Continue to feel excited by the whole randomising table thing and think about pressing ‘shuffle’ again and getting a new set of 11 x 4 elements and generating sets of ideas for each of those. Realise you do not have time for this. Time is really short now. Notice a bit of anxiety about the funnels but imagine there will still be time to do something with them.
Realise that in order to make a poster you will need to know how many drawings there’ll need to be, so start writing (this) list of all the actions you have taken so far that have led to this point right now.
Realise that you don’t know how many more actions there will be before the appointed day and so how many drawings to make room for on the paper. Stop writing the list, realising you may never come back to it. (And perhaps you will.)

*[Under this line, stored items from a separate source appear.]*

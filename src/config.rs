use crate::utils::time::{parse_time_string, parse_timezone};
use anyhow::{Context, Result};
use chrono::NaiveTime;
use chrono_tz::Tz;
use std::env;
use std::path::PathBuf;

#[derive(Debug, Clone, PartialEq, Eq)]
pub enum Backend {
    Sqlite {
        database_url: String,
    },
    GoogleSheets {
        service_account_file: PathBuf,
        spreadsheet_id: String,
    },
}

#[derive(Debug, Clone)]
pub struct Config {
    pub discord_token: String,
    pub guild_id: Option<u64>,
    pub log_channel_id: Option<u64>,
    pub timezone: Tz,
    pub daily_reset_time: NaiveTime,
    pub snapshot_interval_secs: u64,
    pub ledger_path: PathBuf,
    pub catalog_path: Option<PathBuf>,
    pub require_mention: bool,
    pub notify_outside_window: bool,
    pub backend: Backend,
}

impl Config {
    pub fn from_env() -> Result<Self> {
        dotenv::dotenv().ok();
        Self::from_lookup(|key| env::var(key).ok())
    }

    pub fn from_lookup(lookup: impl Fn(&str) -> Option<String>) -> Result<Self> {
        let var = |key: &str| lookup(key).filter(|v| !v.trim().is_empty());

        let discord_token = var("DISCORD_TOKEN")
            .ok_or_else(|| anyhow::anyhow!("DISCORD_TOKEN environment variable is required"))?;

        let guild_id = parse_optional_id(var("GUILD_ID"), "GUILD_ID")?;
        let log_channel_id = parse_optional_id(var("LOG_CHANNEL_ID"), "LOG_CHANNEL_ID")?;

        let timezone = parse_timezone(&var("TIMEZONE").unwrap_or_else(|| "America/Sao_Paulo".to_string()))
            .context("TIMEZONE")?;

        let daily_reset_time = parse_time_string(&var("DAILY_RESET_TIME").unwrap_or_else(|| "00:25".to_string()))
            .context("DAILY_RESET_TIME")?;

        let snapshot_interval_secs = match var("SNAPSHOT_INTERVAL_SECS") {
            Some(v) => v
                .trim()
                .parse::<u64>()
                .ok()
                .filter(|&secs| secs > 0)
                .ok_or_else(|| anyhow::anyhow!("SNAPSHOT_INTERVAL_SECS must be a positive integer"))?,
            None => 300,
        };

        let ledger_path = PathBuf::from(var("LEDGER_PATH").unwrap_or_else(|| "presence_cache.json".to_string()));
        let catalog_path = var("CATALOG_PATH").map(PathBuf::from);

        let require_mention = parse_flag(var("REQUIRE_MENTION"), true, "REQUIRE_MENTION")?;
        let notify_outside_window = parse_flag(var("NOTIFY_OUTSIDE_WINDOW"), false, "NOTIFY_OUTSIDE_WINDOW")?;

        let backend = match var("PRESENCE_BACKEND").as_deref().map(str::trim) {
            None | Some("sqlite") => Backend::Sqlite {
                database_url: var("DATABASE_URL").unwrap_or_else(|| "sqlite:presence.db".to_string()),
            },
            Some("google-sheets") => Backend::GoogleSheets {
                service_account_file: var("GOOGLE_SERVICE_ACCOUNT_FILE").map(PathBuf::from).ok_or_else(|| {
                    anyhow::anyhow!("GOOGLE_SERVICE_ACCOUNT_FILE is required for the google-sheets backend")
                })?,
                spreadsheet_id: var("GOOGLE_SPREADSHEET_ID").ok_or_else(|| {
                    anyhow::anyhow!("GOOGLE_SPREADSHEET_ID is required for the google-sheets backend")
                })?,
            },
            Some(other) => {
                return Err(anyhow::anyhow!(
                    "PRESENCE_BACKEND must be 'sqlite' or 'google-sheets', got '{}'",
                    other
                ));
            }
        };

        Ok(Config {
            discord_token,
            guild_id,
            log_channel_id,
            timezone,
            daily_reset_time,
            snapshot_interval_secs,
            ledger_path,
            catalog_path,
            require_mention,
            notify_outside_window,
            backend,
        })
    }
}

fn parse_optional_id(value: Option<String>, name: &str) -> Result<Option<u64>> {
    value
        .map(|v| {
            v.trim()
                .parse::<u64>()
                .map_err(|_| anyhow::anyhow!("{} must be a numeric Discord id", name))
        })
        .transpose()
}

fn parse_flag(value: Option<String>, default: bool, name: &str) -> Result<bool> {
    match value.as_deref().map(|v| v.trim().to_ascii_lowercase()) {
        None => Ok(default),
        Some(v) => match v.as_str() {
            "1" | "true" | "yes" | "on" => Ok(true),
            "0" | "false" | "no" | "off" => Ok(false),
            _ => Err(anyhow::anyhow!("{} must be true or false", name)),
        },
    }
}

#[cfg(test)]
mod tests {
    use super::*;
    use std::collections::HashMap;

    fn config(vars: &[(&str, &str)]) -> Result<Config> {
        let map: HashMap<String, String> = vars
            .iter()
            .map(|(k, v)| (k.to_string(), v.to_string()))
            .collect();
        Config::from_lookup(|key| map.get(key).cloned())
    }

    #[test]
    fn defaults_apply_when_only_token_is_set() {
        let config = config(&[("DISCORD_TOKEN", "abc")]).unwrap();
        assert_eq!(config.timezone, chrono_tz::America::Sao_Paulo);
        assert_eq!(config.daily_reset_time, NaiveTime::from_hms_opt(0, 25, 0).unwrap());
        assert_eq!(config.snapshot_interval_secs, 300);
        assert_eq!(config.ledger_path, PathBuf::from("presence_cache.json"));
        assert!(config.require_mention);
        assert!(!config.notify_outside_window);
        assert_eq!(
            config.backend,
            Backend::Sqlite { database_url: "sqlite:presence.db".to_string() }
        );
        assert!(config.log_channel_id.is_none());
    }

    #[test]
    fn token_is_required() {
        assert!(config(&[]).is_err());
        assert!(config(&[("DISCORD_TOKEN", "  ")]).is_err());
    }

    #[test]
    fn invalid_values_fail() {
        assert!(config(&[("DISCORD_TOKEN", "abc"), ("TIMEZONE", "Nowhere/City")]).is_err());
        assert!(config(&[("DISCORD_TOKEN", "abc"), ("DAILY_RESET_TIME", "noon")]).is_err());
        assert!(config(&[("DISCORD_TOKEN", "abc"), ("LOG_CHANNEL_ID", "#log")]).is_err());
        assert!(config(&[("DISCORD_TOKEN", "abc"), ("SNAPSHOT_INTERVAL_SECS", "0")]).is_err());
        assert!(config(&[("DISCORD_TOKEN", "abc"), ("REQUIRE_MENTION", "maybe")]).is_err());
        assert!(config(&[("DISCORD_TOKEN", "abc"), ("PRESENCE_BACKEND", "excel")]).is_err());
    }

    #[test]
    fn google_backend_needs_credentials() {
        assert!(config(&[("DISCORD_TOKEN", "abc"), ("PRESENCE_BACKEND", "google-sheets")]).is_err());

        let config = config(&[
            ("DISCORD_TOKEN", "abc"),
            ("PRESENCE_BACKEND", "google-sheets"),
            ("GOOGLE_SERVICE_ACCOUNT_FILE", "credentials/bot.json"),
            ("GOOGLE_SPREADSHEET_ID", "sheet123"),
        ])
        .unwrap();
        assert_eq!(
            config.backend,
            Backend::GoogleSheets {
                service_account_file: PathBuf::from("credentials/bot.json"),
                spreadsheet_id: "sheet123".to_string(),
            }
        );
    }

    #[test]
    fn policy_flags_and_ids_parse() {
        let config = config(&[
            ("DISCORD_TOKEN", "abc"),
            ("REQUIRE_MENTION", "false"),
            ("NOTIFY_OUTSIDE_WINDOW", "YES"),
            ("LOG_CHANNEL_ID", "123456789012345678"),
            ("GUILD_ID", "42"),
        ])
        .unwrap();
        assert!(!config.require_mention);
        assert!(config.notify_outside_window);
        assert_eq!(config.log_channel_id, Some(123456789012345678));
        assert_eq!(config.guild_id, Some(42));
    }
}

Tell yourself that you can’t draw anyway. Wonder whether this piece of writing may be ‘the thing’ to take to college. But who would this be in dialogue with? Leave this for now.
Continue editing this piece of writing immediately after writing “Leave this for now”. Fiddle with it for another 30 minutes (at least). While editing, realise that the number of items in this list (32 currently) is not necessarily the number of drawings you’d make on the poster. Some points could be two drawings, others may not have a drawing in them. Stop now.
Actually stop writing the list. Instead, start writing the words on the actual papers you intend to use. Open the bag of wires. Push the plasticine inside the funnel. Make two holes in each piece of paper. Thread the wire through. Poke the other end of the wire into the plasticine. Almost finish this.
Go away on a work trip for 9 days. Leave the almost-finished construction at home. Spend any spare time on the work trip researching Sophie Calle and seeing whether there are any links between her work and your funnel idea, or, indeed, any previous work. Make a PowerPoint presentation about Sophie Calle’s work and include some slides on ‘Critical Dialogue’, even though you’re not really sure what that means...
Check the brief. It says: “This could relate to critical context, material processes, form, scale, attitude etc... How is this work informing the way you approach your own practice? What are you getting from engaging with it? How is it making you think differently?”
Re-reading this, realise that you are supposed to be comparing one piece of your work with one piece of someone else’s work. Decide it’s too late now to change things. You still have a 6-hour journey home tomorrow and the following day IS the appointed day.
Arrive home at 8pm. Eat dinner. Complete the funnel piece. Photograph it and add it to the slide deck. Add a couple more slides. You have now (at last) done all you can.
Realise overnight that the little papers should really have writing on both sides. In the last 15 minutes before leaving home with the funnel, write the same word on the back of each piece as is on the front.